**Stored data entries:**
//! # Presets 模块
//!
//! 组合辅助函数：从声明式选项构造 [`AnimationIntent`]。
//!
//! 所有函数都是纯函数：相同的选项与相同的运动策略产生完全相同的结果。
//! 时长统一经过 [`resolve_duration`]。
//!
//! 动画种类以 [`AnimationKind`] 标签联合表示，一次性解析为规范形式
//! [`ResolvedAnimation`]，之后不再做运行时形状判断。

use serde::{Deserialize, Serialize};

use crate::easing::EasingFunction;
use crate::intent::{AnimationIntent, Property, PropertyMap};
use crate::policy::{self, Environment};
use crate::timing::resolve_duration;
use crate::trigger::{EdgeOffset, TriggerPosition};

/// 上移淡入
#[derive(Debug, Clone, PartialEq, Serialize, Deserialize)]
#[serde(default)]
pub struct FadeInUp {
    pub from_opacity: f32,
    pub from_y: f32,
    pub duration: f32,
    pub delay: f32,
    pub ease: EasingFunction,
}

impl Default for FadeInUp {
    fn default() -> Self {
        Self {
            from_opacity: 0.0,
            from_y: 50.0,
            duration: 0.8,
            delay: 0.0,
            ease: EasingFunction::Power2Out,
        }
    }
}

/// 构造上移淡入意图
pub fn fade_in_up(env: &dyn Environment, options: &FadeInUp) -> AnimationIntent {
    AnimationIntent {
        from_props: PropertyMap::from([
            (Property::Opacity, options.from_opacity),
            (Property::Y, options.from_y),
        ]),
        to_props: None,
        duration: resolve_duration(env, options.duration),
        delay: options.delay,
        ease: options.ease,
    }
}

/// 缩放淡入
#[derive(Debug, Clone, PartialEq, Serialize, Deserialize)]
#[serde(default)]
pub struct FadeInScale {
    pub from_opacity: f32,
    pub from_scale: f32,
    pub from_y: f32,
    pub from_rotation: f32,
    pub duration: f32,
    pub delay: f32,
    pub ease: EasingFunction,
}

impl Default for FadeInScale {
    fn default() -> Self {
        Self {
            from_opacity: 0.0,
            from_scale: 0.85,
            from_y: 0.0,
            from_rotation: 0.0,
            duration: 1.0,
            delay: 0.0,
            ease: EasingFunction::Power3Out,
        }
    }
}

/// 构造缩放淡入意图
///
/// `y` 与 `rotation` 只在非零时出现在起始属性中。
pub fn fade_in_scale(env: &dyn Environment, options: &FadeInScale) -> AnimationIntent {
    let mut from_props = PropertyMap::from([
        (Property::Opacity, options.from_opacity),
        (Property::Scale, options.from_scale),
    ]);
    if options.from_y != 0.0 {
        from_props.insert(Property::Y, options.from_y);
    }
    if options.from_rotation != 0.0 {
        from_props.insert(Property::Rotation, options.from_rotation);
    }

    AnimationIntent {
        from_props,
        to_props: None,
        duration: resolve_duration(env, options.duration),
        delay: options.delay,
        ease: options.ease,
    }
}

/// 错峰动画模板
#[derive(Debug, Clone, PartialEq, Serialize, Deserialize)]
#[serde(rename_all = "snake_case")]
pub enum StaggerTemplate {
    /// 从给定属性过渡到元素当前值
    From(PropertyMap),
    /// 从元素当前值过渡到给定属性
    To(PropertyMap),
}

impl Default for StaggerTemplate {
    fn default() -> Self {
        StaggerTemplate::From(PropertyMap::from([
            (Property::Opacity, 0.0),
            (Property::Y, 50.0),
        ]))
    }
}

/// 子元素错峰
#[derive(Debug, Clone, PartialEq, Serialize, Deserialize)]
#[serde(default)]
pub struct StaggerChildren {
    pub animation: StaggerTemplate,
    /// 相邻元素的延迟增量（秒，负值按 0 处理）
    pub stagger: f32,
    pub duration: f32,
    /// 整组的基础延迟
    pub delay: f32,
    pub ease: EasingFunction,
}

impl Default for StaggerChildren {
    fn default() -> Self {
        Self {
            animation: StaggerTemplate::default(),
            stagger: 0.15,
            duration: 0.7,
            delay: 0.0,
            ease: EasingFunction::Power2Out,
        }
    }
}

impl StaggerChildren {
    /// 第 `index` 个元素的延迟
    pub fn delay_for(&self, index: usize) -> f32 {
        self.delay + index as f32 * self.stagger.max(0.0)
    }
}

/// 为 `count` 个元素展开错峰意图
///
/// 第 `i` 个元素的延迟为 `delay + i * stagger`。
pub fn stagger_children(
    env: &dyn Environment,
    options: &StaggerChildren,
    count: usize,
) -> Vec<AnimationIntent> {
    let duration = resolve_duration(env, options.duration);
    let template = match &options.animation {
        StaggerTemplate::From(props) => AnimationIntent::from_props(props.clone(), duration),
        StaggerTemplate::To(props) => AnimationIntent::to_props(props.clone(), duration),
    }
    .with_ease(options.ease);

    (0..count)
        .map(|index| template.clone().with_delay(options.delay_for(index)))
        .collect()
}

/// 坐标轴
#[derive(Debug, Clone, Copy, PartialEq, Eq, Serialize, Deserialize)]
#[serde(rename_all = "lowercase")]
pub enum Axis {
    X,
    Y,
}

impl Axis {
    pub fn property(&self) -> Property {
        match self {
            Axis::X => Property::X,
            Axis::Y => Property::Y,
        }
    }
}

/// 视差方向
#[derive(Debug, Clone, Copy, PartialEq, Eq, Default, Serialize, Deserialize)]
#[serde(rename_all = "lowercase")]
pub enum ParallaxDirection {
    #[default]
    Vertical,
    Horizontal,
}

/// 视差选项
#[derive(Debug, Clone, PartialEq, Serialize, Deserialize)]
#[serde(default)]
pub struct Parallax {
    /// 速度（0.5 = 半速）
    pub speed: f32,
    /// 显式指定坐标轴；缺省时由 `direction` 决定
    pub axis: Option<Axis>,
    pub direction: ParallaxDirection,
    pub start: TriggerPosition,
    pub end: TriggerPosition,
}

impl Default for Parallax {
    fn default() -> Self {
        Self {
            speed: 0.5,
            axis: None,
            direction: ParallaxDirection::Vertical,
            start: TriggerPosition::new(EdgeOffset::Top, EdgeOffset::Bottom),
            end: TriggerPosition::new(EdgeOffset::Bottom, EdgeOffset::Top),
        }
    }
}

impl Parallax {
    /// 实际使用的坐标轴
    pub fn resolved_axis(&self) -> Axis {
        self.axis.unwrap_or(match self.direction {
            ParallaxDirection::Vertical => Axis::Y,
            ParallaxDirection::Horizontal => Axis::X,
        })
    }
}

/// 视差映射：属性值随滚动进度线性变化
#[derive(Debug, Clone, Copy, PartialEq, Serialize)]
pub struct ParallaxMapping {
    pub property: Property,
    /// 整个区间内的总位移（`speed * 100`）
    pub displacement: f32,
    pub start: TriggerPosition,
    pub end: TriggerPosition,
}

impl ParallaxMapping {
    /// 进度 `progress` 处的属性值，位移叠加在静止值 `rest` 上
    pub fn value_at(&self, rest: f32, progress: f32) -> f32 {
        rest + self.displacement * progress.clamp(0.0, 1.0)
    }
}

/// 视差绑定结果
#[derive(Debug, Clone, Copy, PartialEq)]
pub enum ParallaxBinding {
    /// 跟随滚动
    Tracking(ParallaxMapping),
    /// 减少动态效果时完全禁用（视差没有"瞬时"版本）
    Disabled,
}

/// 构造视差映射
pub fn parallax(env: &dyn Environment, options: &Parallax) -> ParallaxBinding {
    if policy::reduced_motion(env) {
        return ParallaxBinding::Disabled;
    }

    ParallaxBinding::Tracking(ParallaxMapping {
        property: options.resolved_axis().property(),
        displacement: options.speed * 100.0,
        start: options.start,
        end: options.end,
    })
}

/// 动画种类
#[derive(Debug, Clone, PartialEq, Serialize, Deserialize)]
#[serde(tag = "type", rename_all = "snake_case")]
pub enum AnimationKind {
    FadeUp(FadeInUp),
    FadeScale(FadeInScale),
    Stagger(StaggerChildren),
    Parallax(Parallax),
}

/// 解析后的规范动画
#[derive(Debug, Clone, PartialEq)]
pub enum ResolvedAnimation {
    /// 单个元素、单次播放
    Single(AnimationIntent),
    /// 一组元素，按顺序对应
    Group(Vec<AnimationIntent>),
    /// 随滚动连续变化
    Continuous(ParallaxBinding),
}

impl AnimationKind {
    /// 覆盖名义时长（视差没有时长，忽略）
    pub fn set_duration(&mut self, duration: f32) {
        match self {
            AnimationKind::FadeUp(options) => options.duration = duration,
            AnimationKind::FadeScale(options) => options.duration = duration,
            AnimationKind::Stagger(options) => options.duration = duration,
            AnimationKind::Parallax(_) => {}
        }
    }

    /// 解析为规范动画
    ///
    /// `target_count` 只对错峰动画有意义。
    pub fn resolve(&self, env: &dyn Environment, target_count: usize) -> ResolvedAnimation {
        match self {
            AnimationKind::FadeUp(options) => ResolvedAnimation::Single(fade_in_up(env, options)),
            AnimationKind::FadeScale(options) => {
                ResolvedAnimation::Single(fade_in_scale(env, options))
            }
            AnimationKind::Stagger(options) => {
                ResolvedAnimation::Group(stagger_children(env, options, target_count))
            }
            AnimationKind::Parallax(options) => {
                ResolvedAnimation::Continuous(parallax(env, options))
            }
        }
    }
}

---

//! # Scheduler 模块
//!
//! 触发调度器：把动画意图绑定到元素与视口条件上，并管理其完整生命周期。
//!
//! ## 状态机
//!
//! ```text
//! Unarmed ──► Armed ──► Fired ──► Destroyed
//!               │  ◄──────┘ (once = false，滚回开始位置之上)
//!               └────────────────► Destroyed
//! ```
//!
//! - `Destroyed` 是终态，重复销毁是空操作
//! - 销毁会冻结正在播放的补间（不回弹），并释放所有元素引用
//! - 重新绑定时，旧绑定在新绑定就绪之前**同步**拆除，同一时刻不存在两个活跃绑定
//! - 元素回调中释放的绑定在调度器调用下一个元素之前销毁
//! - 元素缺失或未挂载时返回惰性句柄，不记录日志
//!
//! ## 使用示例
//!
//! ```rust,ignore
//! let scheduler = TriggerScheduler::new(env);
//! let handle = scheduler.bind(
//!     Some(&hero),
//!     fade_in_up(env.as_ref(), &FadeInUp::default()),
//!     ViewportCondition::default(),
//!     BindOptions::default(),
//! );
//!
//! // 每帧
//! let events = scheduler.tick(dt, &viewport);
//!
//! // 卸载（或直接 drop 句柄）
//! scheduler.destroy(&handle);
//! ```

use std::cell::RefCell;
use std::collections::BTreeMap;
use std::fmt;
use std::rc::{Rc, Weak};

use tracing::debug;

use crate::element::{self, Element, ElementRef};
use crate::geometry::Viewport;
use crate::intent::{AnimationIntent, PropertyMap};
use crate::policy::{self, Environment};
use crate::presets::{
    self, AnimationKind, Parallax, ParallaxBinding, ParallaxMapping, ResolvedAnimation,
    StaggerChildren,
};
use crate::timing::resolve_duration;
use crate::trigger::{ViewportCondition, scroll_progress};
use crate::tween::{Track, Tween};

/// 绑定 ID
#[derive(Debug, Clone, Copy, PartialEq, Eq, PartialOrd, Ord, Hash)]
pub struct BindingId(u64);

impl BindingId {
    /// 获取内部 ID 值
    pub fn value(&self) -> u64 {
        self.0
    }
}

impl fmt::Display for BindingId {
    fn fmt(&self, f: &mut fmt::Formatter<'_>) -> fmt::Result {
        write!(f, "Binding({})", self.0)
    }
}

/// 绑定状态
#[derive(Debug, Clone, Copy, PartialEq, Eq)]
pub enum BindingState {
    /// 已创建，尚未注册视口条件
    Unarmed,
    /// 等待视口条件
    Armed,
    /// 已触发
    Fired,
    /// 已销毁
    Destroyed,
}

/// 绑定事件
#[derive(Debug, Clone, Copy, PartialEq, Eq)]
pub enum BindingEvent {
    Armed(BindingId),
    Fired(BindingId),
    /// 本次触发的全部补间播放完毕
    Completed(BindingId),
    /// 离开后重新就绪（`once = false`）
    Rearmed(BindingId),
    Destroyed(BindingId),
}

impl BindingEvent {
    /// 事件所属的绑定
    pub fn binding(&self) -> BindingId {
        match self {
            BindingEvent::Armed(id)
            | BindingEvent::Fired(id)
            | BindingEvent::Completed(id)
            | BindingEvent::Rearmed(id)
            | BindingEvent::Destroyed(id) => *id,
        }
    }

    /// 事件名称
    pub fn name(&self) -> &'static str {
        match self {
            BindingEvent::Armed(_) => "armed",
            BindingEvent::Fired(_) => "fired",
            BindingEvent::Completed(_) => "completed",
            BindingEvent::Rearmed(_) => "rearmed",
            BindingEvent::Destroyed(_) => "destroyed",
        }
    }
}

**Work order:**
Examine the records and pull out every line where the string "ViewportCondition" occurs.

**Answer section:**
//!     ViewportCondition::default(),
use crate::trigger::{ViewportCondition, scroll_progress};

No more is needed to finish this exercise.